Todas estas “chuvas” são catalogadas pela União Astronômica Internacional, com as datas e as posições no céu em que tornam-se visíveis. Quase 800 grupos de meteoros são listados.
A Rede Brasileira de Observação de Meteoros – Bramon faz o registra de um mesmo meteoro sob vários pontos de vista, ou seja, os vídeos de um mesmo meteoro são gravados em cidades diferentes. Todo esse trabalho possibilita determinar a órbita que o referido meteoro possuía antes de encontrar a Terra pelo caminho.
Nos três anos de operação, foram determinadas 4. 205 órbitas, na sua maioria, meteoros participantes de “chuvas” já catalogadas. Outros, num primeiro olhar, pareciam apenas vir de pontos aleatórios do céu.
No ano de 2016, os pesquisadores Carlos Di Pietro (São Paulo – SP) e Marcelo Zurita (João Pessoa – PB) observaram que um grupo de meteoros pareciam surgir de um único ponto no céu, bem na constelação do Grou. Mas confirmar uma nova chuva de meteoros não é tarefa fácil, uma série de testes devem ser empregados e a matemática envolvida não é das mais simples.

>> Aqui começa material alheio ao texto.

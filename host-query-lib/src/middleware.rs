use crate::{
  cache::ResultCache,
  client::{HttpResolutionClient, ResolutionResult, ResolveHost},
  config::{HostQueryConfig, PublishMode},
  constants::{UPSTREAM_HEADER, UPSTREAM_IS_PORT_443_VAR_KEY, UPSTREAM_SECURE_HEADER, UPSTREAM_VAR_KEY},
  error::{HostQueryBuildError, HostQueryError},
  target::{UpstreamTarget, normalize},
};
use std::{collections::HashMap, sync::Arc};
use tokio_util::sync::CancellationToken;
use tracing::{debug, warn};

/* ---------------------------------------------------------- */
/// Value stored in a request-scoped routing variable
#[derive(Debug, Clone, PartialEq, Eq)]
pub enum RoutingVar {
  /// String-valued variable
  Text(String),
  /// Boolean-valued variable
  Flag(bool),
}

/// Request-scoped view of an inbound request, constructed by the hosting proxy
/// for each request and discarded when the request completes. Routing variables
/// set here are the channel to later stages of the same proxy pipeline.
#[derive(Debug, Default)]
pub struct ProxyRequest {
  /// Verbatim `Host` value of the inbound request
  host: String,
  /// Request-scoped routing variables
  vars: HashMap<String, RoutingVar>,
  /// Request headers, names kept lowercase
  headers: HashMap<String, String>,
  /// Cancelled by the host when the inbound client goes away
  cancel: Option<CancellationToken>,
}

impl ProxyRequest {
  /// Create a new instance for the inbound host
  pub fn new(host: impl Into<String>) -> Self {
    Self {
      host: host.into(),
      ..Default::default()
    }
  }

  /// Attach the cancellation token the host trips when the inbound client disconnects
  pub fn with_cancellation(mut self, token: CancellationToken) -> Self {
    self.cancel = Some(token);
    self
  }

  /// Verbatim `Host` value of the inbound request
  pub fn host(&self) -> &str {
    &self.host
  }

  /// Set a routing variable
  pub fn set_var(&mut self, key: &str, value: RoutingVar) {
    self.vars.insert(key.to_string(), value);
  }

  /// Get a routing variable
  pub fn var(&self, key: &str) -> Option<&RoutingVar> {
    self.vars.get(key)
  }

  /// Set a request header, name lowercased
  pub fn set_header(&mut self, name: &str, value: &str) {
    self.headers.insert(name.to_ascii_lowercase(), value.to_string());
  }

  /// Get a request header by case-insensitive name
  pub fn header(&self, name: &str) -> Option<&str> {
    self.headers.get(&name.to_ascii_lowercase()).map(|v| v.as_str())
  }

  pub(crate) fn cancellation(&self) -> Option<CancellationToken> {
    self.cancel.clone()
  }
}

/// Next stage in the hosting proxy's middleware chain
#[async_trait::async_trait]
pub trait NextHandler: Send + Sync {
  /// Serve the request after the upstream target has been published
  async fn serve(&self, req: &mut ProxyRequest) -> Result<(), anyhow::Error>;
}

/* ---------------------------------------------------------- */
/// Request-path orchestrator of the upstream-resolution layer.
///
/// Per request: consult the result cache, fall back to the resolution client on
/// miss, normalize the resolved host into a canonical target, publish it into
/// routing state and delegate to the next stage. On any failure the next stage
/// is never invoked and the error propagates to the hosting proxy.
pub struct HostQueryHandler {
  /// Validated configuration, immutable for the handler's lifetime
  config: HostQueryConfig,
  /// External resolution strategy
  client: Arc<dyn ResolveHost>,
  /// Shared result cache, inert unless a TTL is configured
  cache: ResultCache,
}

impl HostQueryHandler {
  /// Create a new instance with the HTTP resolution client built from the configuration.
  /// This is the factory the host's module registry calls; configuration errors
  /// are fatal and prevent the handler from serving any request.
  pub fn try_new(config: HostQueryConfig) -> Result<Self, HostQueryBuildError> {
    config.validate()?;
    let client = Arc::new(HttpResolutionClient::try_new(&config)?);
    Ok(Self::assemble(config, client))
  }

  /// Create a new instance with a custom resolution client
  pub fn with_client(config: HostQueryConfig, client: Arc<dyn ResolveHost>) -> Result<Self, HostQueryBuildError> {
    config.validate()?;
    Ok(Self::assemble(config, client))
  }

  fn assemble(config: HostQueryConfig, client: Arc<dyn ResolveHost>) -> Self {
    let cache = ResultCache::new(config.cache_ttl);
    Self { config, client, cache }
  }

  /// Shared result cache, e.g. for host-driven invalidation
  pub fn cache(&self) -> &ResultCache {
    &self.cache
  }

  /// Handle one inbound request and delegate to the next stage on success
  pub async fn handle<N: NextHandler + ?Sized>(&self, req: &mut ProxyRequest, next: &N) -> Result<(), HostQueryError> {
    let domain = req.host().to_string();

    let result = match self.cache.get(&domain) {
      Some(result) => {
        debug!(%domain, "Resolution cache hit");
        result
      }
      None => {
        let result = self.resolve_bounded(&domain, req.cancellation()).await?;
        self.cache.put(&domain, result.clone());
        result
      }
    };

    let target = normalize(&result.resolved_host, &self.config)?;
    self.publish(req, &target);
    debug!(
      %domain,
      upstream = %target.published_address(),
      is_tls = target.is_tls(),
      "Published upstream target"
    );

    next.serve(req).await.map_err(HostQueryError::NextHandler)
  }

  /// External resolution raced against request cancellation
  async fn resolve_bounded(
    &self,
    domain: &str,
    cancel: Option<CancellationToken>,
  ) -> Result<ResolutionResult, HostQueryError> {
    match cancel {
      Some(token) => {
        tokio::select! {
          biased;
          _ = token.cancelled() => Err(HostQueryError::RequestCancelled),
          res = self.resolve_retrying(domain) => res,
        }
      }
      None => self.resolve_retrying(domain).await,
    }
  }

  /// Single call unless a retry policy is configured; attempts and backoff are always capped
  async fn resolve_retrying(&self, domain: &str) -> Result<ResolutionResult, HostQueryError> {
    let Some(retry) = self.config.retry else {
      return self.client.resolve(domain).await;
    };

    let mut attempt = 1u32;
    loop {
      match self.client.resolve(domain).await {
        Ok(result) => return Ok(result),
        Err(e) if attempt < retry.max_attempts && is_transient(&e) => {
          warn!(domain, attempt, error = %e, "Transient resolution failure, retrying");
          tokio::time::sleep(retry.backoff_delay(attempt)).await;
          attempt += 1;
        }
        Err(e) => return Err(e),
      }
    }
  }

  /// Publish the canonical target into the routing state the downstream stage reads
  fn publish(&self, req: &mut ProxyRequest, target: &UpstreamTarget) {
    match self.config.publish_mode {
      PublishMode::RoutingVariable => {
        req.set_var(UPSTREAM_VAR_KEY, RoutingVar::Text(target.published_address().to_string()));
        req.set_var(UPSTREAM_IS_PORT_443_VAR_KEY, RoutingVar::Flag(target.is_tls()));
      }
      PublishMode::Header => {
        req.set_header(UPSTREAM_HEADER, target.published_address());
        req.set_header(UPSTREAM_SECURE_HEADER, if target.is_tls() { "true" } else { "false" });
      }
    }
  }
}

/// Failures worth another attempt: the service may answer on a later call
fn is_transient(e: &HostQueryError) -> bool {
  match e {
    HostQueryError::ApiRequestFailed(_) | HostQueryError::ApiTimeout(_) => true,
    HostQueryError::UnexpectedStatus(status) => *status >= 500,
    _ => false,
  }
}

/* ---------------------------------------------------------- */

No final de janeiro de 2017, outro integrante da Bramon, Lauriston Trindade (Maranguape – CE) integrou o grupo de pesquisa com objetivo de tocar os cálculos e conseguir a validação da descoberta. Foram centenas de cálculos, envolvendo milhares de meteoros, dezenas de leituras de artigos para o entendimento dos cálculos, ferramentas matemáticas tiveram que ser totalmente desenvolvidas para facilitar o trabalho.
E depois de tanta perseverança, não só foi possível validar o primeiro grupo descoberto como encontrar um segundo grupo válido, e a Bramon estava prestes a conseguir a descoberta de duas chuvas de meteoros.
Os dados colhidos das duas chuvas de meteoros foram comunicados a Meteor Data Center, no último dia 9 de março, sendo que em 20 de março, as duas novas chuvas descobertas pela BRAMON foram incluídas na lista oficial da União Astronômica Internacional (IAU).
A Epsilon Gruids quanto a August Caelids foram inclusas com o status “Working pro tempore”. Uma vez que são “chuvas” com baixa taxa de ocorrência de meteoros, e ainda carecem de mais observações, que agora serão feitas por outros observadores espalhados pelo mundo.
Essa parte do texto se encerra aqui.